*Problem description*
In the listing below, find the line with "a column that" and the line with "let file = std::fs::File::create(&parquet_path).unwrap();". Repeat those two lines and all lines between them exactly.

*Material supplied*
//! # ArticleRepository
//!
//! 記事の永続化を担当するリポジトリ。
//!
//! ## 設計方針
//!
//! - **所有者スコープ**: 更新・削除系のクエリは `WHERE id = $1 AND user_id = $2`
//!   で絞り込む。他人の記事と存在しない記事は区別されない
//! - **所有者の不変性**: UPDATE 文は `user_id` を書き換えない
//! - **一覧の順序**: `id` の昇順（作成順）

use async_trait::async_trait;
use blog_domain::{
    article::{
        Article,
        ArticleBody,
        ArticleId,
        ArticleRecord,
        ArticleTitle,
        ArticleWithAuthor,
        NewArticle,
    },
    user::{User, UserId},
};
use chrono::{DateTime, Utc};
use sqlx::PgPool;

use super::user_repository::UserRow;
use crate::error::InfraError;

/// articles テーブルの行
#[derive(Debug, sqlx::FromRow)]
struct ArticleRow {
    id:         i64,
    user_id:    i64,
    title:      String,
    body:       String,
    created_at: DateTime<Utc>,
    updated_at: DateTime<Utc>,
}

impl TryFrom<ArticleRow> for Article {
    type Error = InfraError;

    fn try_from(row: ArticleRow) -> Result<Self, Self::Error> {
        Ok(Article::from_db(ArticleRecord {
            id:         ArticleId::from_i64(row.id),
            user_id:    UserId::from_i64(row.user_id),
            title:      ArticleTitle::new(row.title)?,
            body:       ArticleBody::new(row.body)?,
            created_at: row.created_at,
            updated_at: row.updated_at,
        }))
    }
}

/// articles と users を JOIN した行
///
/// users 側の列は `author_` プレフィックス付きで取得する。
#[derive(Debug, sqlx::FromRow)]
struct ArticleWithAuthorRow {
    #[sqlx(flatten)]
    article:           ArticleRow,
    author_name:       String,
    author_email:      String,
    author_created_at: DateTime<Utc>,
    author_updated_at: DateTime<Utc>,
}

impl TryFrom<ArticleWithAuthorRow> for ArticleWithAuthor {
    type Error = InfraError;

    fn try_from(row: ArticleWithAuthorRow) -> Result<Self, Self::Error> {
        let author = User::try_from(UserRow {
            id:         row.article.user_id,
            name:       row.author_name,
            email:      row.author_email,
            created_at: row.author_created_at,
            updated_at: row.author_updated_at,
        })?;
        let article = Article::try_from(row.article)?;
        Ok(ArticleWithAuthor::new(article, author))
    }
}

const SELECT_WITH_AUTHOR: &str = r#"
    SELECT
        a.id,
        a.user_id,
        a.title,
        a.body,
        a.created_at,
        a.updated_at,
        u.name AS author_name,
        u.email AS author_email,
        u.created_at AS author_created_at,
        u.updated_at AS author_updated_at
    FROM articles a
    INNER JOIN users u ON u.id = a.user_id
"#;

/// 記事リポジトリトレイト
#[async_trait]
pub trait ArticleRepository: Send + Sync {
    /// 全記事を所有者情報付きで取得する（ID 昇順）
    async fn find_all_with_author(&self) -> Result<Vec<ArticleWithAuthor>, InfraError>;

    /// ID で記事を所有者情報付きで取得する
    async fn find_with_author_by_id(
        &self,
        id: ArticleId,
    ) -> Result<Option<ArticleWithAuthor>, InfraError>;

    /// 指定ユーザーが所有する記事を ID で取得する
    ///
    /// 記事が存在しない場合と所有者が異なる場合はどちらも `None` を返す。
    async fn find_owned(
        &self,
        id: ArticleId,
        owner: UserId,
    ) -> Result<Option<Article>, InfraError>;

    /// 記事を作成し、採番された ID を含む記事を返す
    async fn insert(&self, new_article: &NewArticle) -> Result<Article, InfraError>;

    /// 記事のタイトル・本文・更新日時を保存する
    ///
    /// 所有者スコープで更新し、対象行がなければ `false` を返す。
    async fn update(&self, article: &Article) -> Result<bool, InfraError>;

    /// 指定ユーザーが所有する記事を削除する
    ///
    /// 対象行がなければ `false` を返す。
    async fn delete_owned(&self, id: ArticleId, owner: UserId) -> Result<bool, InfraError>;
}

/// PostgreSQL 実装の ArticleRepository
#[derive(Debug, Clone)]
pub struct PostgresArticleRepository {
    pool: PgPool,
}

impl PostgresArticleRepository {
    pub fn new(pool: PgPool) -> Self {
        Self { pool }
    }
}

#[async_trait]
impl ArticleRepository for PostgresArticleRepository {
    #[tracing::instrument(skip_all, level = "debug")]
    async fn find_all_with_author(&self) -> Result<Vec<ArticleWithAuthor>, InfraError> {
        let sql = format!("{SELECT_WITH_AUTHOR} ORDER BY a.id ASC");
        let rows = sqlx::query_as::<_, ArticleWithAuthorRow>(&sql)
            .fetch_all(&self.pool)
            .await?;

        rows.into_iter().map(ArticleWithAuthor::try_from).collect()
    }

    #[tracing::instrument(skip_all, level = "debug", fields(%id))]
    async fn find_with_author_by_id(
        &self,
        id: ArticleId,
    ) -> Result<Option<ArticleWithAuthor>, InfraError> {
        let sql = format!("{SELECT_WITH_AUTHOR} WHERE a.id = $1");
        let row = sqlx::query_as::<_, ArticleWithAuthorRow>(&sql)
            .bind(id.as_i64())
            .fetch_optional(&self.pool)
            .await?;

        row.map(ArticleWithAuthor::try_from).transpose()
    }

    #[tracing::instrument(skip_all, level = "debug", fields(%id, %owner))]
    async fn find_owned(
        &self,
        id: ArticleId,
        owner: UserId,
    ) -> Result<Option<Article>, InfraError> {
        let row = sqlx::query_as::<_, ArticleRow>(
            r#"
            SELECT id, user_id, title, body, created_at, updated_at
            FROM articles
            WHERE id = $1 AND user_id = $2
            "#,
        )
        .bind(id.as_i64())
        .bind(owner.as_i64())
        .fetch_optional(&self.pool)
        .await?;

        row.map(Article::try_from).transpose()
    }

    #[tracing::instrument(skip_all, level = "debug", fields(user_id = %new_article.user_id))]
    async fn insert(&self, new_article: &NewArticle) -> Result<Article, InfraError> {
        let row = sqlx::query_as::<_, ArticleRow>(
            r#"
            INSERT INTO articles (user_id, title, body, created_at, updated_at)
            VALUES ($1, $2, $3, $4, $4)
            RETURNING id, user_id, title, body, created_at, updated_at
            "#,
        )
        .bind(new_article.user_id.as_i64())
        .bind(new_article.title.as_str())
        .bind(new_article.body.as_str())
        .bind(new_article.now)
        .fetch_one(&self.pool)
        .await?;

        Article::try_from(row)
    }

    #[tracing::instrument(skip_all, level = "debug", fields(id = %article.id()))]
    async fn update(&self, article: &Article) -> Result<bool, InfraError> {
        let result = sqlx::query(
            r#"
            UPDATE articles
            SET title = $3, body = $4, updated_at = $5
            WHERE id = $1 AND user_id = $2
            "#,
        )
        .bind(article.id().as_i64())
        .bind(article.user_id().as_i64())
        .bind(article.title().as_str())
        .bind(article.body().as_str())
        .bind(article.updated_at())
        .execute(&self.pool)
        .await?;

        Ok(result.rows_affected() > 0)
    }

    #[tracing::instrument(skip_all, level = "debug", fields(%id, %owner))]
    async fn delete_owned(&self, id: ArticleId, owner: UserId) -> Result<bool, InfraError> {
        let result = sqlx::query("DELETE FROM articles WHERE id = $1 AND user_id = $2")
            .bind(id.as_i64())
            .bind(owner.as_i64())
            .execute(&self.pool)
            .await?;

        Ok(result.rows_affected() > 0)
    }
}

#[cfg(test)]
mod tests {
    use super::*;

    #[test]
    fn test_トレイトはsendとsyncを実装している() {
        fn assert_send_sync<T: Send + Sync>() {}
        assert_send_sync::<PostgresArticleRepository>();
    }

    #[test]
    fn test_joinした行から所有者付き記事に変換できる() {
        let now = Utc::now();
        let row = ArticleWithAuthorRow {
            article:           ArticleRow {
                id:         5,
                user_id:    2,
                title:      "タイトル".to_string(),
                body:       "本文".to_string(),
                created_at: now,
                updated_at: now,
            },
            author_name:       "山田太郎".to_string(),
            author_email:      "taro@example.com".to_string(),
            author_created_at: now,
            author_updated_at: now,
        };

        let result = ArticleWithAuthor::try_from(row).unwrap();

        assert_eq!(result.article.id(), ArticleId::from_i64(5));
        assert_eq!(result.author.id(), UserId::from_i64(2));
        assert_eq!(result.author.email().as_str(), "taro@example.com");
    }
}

--

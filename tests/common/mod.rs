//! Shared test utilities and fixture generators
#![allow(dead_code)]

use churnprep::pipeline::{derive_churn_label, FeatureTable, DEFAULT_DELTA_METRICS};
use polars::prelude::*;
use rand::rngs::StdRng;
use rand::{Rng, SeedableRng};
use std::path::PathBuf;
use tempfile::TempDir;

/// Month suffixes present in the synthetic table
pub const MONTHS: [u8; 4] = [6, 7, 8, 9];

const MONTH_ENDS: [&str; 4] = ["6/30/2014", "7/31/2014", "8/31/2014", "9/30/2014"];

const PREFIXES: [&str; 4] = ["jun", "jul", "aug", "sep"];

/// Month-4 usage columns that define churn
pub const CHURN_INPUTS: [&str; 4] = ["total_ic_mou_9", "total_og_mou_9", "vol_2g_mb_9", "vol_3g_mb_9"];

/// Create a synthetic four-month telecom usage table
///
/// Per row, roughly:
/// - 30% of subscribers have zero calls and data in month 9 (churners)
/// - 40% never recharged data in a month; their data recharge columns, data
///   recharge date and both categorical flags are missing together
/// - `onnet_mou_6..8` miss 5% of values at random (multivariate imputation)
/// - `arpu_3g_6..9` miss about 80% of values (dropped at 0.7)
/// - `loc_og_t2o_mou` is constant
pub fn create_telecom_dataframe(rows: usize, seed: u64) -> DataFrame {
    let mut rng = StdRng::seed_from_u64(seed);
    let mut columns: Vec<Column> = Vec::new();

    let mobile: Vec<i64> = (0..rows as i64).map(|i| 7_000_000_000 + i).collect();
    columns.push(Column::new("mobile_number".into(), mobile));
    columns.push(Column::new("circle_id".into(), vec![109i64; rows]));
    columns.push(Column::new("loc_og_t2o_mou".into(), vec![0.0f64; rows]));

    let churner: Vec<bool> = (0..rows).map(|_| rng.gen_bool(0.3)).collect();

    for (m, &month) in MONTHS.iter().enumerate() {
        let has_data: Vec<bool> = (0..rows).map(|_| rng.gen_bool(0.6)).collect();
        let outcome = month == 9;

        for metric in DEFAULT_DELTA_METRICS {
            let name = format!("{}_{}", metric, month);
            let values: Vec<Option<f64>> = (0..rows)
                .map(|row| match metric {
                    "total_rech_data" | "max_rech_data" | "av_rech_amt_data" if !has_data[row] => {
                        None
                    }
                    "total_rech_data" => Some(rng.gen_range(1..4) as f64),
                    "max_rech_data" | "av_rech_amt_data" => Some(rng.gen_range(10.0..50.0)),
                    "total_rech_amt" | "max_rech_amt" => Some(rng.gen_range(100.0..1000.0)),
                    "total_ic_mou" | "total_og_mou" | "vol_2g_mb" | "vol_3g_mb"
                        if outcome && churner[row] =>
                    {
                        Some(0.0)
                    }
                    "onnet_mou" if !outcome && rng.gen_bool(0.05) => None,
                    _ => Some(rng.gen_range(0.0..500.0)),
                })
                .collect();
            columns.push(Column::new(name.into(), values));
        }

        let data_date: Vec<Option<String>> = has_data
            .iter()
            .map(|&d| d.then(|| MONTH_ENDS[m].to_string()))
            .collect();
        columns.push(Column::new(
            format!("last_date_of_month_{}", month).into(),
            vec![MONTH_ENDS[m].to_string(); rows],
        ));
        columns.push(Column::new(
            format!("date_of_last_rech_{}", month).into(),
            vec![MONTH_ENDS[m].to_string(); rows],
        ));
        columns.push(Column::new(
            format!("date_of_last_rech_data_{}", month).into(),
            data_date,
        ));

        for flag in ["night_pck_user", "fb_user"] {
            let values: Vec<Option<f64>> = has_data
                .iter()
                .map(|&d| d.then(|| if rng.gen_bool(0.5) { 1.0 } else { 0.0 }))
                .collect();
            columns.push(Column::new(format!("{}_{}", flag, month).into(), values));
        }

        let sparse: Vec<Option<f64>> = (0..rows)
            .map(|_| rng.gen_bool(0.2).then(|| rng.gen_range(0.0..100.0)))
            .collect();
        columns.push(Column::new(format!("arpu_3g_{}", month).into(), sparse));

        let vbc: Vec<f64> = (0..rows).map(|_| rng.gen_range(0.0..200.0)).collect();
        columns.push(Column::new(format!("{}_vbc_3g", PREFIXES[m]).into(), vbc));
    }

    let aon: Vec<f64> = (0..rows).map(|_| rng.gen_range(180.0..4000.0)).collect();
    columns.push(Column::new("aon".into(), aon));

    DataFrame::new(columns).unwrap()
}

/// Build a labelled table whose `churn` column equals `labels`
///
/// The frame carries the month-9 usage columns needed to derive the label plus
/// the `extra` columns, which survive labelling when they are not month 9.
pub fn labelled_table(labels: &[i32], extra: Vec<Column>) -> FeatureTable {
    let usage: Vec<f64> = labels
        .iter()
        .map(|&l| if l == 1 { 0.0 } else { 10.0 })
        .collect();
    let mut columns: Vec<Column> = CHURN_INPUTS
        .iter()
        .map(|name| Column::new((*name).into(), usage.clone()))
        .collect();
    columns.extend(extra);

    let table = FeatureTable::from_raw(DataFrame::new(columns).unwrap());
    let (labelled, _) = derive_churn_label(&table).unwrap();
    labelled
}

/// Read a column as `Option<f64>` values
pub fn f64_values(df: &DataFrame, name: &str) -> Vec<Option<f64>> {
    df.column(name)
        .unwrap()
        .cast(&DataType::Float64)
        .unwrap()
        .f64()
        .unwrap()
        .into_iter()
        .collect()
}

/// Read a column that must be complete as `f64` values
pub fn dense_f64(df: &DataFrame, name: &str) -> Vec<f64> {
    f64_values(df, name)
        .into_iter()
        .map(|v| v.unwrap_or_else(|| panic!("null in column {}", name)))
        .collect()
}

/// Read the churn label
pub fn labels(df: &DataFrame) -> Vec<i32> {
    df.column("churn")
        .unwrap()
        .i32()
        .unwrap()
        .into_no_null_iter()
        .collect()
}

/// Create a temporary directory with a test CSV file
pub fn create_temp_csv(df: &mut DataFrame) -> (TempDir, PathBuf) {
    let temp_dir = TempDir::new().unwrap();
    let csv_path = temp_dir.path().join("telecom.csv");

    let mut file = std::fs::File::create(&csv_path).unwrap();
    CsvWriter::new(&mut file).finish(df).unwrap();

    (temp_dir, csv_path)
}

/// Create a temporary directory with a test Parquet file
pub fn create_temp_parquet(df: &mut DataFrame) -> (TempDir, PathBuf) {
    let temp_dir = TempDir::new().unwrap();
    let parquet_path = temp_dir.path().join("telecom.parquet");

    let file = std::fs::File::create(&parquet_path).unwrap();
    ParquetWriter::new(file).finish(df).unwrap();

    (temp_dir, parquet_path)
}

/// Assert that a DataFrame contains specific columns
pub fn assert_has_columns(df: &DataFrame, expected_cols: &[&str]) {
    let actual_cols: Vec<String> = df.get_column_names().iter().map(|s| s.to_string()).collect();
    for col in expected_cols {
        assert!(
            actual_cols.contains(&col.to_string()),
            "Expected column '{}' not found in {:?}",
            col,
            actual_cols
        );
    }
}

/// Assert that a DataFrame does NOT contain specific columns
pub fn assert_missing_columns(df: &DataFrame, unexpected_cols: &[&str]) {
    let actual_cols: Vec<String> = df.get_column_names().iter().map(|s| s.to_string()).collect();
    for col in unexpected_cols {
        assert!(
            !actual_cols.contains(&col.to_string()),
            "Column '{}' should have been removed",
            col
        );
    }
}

==

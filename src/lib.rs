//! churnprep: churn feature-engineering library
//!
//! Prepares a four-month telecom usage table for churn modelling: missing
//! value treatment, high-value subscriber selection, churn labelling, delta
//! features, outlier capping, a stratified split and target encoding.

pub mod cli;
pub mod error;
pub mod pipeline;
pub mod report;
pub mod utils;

*Response area*
/// Read a column that must be complete as `f64` values
pub fn dense_f64(df: &DataFrame, name: &str) -> Vec<f64> {
    f64_values(df, name)
        .into_iter()
        .map(|v| v.unwrap_or_else(|| panic!("null in column {}", name)))
        .collect()
}

/// Read the churn label
pub fn labels(df: &DataFrame) -> Vec<i32> {
    df.column("churn")
        .unwrap()
        .i32()
        .unwrap()
        .into_no_null_iter()
        .collect()
}

/// Create a temporary directory with a test CSV file
pub fn create_temp_csv(df: &mut DataFrame) -> (TempDir, PathBuf) {
    let temp_dir = TempDir::new().unwrap();
    let csv_path = temp_dir.path().join("telecom.csv");

    let mut file = std::fs::File::create(&csv_path).unwrap();
    CsvWriter::new(&mut file).finish(df).unwrap();

    (temp_dir, csv_path)
}

/// Create a temporary directory with a test Parquet file
pub fn create_temp_parquet(df: &mut DataFrame) -> (TempDir, PathBuf) {
    let temp_dir = TempDir::new().unwrap();
    let parquet_path = temp_dir.path().join("telecom.parquet");

    let file = std::fs::File::create(&parquet_path).unwrap();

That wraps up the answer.